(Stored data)
○ ○ ○ ○ ○ ○ ○

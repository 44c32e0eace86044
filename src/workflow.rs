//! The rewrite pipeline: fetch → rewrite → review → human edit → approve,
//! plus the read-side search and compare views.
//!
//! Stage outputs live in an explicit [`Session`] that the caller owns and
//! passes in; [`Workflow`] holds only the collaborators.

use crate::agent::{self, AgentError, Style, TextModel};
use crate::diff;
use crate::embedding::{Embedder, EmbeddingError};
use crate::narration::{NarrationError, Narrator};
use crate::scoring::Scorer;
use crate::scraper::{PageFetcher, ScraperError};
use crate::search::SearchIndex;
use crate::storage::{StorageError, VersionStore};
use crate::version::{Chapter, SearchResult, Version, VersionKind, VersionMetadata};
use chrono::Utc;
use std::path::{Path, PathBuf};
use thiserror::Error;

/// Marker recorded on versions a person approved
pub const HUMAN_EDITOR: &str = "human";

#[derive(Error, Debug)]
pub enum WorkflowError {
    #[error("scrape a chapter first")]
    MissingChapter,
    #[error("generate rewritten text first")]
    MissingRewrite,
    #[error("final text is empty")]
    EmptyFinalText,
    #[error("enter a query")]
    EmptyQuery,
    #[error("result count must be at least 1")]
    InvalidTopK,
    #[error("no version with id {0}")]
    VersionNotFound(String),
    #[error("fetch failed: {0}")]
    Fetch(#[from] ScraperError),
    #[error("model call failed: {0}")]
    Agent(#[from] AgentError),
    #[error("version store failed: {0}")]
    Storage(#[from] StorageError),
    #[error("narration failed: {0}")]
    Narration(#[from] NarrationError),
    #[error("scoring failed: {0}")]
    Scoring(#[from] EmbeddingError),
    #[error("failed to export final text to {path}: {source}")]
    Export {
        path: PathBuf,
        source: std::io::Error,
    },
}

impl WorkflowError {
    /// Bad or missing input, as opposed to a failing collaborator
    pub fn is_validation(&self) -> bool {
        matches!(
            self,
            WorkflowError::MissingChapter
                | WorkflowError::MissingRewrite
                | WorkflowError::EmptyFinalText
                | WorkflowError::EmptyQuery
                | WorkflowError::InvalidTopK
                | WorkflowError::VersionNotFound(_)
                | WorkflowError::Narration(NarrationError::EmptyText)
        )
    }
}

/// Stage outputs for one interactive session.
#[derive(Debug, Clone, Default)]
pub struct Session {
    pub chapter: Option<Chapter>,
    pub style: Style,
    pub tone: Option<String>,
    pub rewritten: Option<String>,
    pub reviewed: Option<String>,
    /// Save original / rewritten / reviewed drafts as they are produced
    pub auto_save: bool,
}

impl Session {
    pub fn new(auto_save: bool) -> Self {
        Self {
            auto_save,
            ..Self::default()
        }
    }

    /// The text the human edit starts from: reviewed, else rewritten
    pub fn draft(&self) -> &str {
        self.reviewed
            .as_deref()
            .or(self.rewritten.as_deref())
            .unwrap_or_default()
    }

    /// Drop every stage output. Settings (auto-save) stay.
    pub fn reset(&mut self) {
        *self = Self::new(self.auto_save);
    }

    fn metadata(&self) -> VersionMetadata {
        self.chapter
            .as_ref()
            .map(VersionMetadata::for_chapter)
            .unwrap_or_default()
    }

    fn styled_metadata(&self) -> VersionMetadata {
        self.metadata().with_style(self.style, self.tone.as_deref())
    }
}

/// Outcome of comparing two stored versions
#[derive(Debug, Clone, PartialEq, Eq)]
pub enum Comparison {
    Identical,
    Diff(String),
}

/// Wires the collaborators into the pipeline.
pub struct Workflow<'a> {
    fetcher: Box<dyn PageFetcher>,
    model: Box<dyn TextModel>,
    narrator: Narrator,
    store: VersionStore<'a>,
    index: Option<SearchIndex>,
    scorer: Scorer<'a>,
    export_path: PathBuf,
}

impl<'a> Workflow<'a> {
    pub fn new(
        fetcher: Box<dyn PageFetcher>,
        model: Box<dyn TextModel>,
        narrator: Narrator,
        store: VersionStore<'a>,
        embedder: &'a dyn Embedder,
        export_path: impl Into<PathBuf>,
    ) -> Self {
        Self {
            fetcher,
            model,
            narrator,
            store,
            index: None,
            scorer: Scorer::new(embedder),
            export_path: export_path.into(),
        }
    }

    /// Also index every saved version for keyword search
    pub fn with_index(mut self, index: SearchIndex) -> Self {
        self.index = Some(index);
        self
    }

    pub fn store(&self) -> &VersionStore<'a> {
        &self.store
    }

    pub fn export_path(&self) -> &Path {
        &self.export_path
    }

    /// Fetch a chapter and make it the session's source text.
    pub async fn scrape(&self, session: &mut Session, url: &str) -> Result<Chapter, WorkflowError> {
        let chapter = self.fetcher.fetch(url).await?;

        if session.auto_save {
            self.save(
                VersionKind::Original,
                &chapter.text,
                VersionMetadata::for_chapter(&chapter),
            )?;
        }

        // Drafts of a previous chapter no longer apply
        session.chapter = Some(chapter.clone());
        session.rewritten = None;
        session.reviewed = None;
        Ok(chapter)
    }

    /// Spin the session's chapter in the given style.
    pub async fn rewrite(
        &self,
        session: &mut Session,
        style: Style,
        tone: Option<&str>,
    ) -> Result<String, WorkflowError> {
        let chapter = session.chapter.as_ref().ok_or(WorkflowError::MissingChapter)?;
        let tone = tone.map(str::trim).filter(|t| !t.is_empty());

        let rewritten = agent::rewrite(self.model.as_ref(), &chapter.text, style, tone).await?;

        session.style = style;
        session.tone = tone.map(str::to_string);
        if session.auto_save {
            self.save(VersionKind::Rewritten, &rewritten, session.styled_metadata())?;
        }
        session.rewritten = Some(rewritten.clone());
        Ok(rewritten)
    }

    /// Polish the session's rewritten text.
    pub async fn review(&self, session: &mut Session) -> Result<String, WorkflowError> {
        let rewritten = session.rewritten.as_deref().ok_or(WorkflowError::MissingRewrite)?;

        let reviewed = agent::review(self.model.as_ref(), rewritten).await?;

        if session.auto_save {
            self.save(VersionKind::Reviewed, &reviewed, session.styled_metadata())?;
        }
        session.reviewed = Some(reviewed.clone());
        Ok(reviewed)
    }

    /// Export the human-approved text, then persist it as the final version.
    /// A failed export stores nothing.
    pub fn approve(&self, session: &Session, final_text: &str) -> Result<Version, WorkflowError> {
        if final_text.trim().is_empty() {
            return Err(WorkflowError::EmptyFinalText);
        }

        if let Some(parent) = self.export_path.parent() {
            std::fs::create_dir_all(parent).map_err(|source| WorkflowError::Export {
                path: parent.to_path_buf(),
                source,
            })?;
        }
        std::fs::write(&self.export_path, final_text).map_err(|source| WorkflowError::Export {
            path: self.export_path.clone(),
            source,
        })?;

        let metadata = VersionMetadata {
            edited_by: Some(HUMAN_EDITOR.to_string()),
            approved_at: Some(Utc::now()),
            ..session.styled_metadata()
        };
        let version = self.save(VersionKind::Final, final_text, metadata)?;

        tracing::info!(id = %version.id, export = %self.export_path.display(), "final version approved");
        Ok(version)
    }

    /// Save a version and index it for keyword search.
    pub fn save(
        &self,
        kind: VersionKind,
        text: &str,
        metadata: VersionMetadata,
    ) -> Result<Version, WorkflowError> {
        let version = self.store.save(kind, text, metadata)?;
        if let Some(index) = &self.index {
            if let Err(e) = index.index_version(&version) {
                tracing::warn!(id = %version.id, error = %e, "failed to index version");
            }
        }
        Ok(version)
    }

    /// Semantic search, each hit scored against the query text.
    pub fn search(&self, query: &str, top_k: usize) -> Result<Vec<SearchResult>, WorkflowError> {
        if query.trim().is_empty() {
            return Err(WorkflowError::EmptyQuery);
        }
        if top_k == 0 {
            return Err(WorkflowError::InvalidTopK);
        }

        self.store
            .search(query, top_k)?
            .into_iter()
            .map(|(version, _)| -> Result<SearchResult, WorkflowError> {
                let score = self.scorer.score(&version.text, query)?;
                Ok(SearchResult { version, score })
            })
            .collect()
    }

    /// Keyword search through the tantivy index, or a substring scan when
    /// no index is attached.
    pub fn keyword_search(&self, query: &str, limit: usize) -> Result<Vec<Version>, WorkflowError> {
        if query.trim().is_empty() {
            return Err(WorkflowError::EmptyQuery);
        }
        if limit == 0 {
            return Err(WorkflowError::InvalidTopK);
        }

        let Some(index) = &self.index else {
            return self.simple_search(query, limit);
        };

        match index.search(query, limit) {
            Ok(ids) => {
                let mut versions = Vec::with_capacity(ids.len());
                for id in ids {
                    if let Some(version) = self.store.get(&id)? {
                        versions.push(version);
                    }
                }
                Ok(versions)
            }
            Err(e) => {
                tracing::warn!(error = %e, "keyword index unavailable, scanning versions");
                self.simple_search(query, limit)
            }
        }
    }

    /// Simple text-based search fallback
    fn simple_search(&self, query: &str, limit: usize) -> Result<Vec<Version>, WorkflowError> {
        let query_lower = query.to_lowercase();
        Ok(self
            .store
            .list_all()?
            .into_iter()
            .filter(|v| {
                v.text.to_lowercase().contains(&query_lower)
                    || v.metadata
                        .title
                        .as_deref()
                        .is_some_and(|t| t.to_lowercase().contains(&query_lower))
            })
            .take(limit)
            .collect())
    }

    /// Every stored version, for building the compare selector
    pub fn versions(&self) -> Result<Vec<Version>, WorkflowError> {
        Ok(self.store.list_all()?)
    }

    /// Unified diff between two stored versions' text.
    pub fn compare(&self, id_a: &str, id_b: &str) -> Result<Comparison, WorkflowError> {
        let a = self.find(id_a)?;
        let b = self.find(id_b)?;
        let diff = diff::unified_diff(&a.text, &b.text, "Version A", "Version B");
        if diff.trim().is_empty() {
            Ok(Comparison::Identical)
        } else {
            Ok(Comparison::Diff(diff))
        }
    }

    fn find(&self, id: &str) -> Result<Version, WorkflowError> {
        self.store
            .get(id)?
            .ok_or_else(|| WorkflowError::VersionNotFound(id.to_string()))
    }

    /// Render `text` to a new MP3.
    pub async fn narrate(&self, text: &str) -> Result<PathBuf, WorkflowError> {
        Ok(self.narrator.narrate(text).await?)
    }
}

○ ○ ○ ○ ○ ○ ○

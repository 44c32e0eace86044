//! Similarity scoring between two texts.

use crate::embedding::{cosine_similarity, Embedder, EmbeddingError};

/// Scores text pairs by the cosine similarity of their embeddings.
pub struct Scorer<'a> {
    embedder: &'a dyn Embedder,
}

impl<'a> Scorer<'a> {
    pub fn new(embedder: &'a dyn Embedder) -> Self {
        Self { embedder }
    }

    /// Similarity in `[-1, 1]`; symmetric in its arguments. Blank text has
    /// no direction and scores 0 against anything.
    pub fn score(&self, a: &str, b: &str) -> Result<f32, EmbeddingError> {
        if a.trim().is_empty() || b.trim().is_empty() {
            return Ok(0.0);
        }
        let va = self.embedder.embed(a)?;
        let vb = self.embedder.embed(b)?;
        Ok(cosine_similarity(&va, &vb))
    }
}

○ ○ ○ ○ ○ ○ ○

PROBLEM DESCRIPTION
Copy from the entries only those lines that hold the word "Identical".

WRITTEN SOLUTION
    Identical,
            Ok(Comparison::Identical)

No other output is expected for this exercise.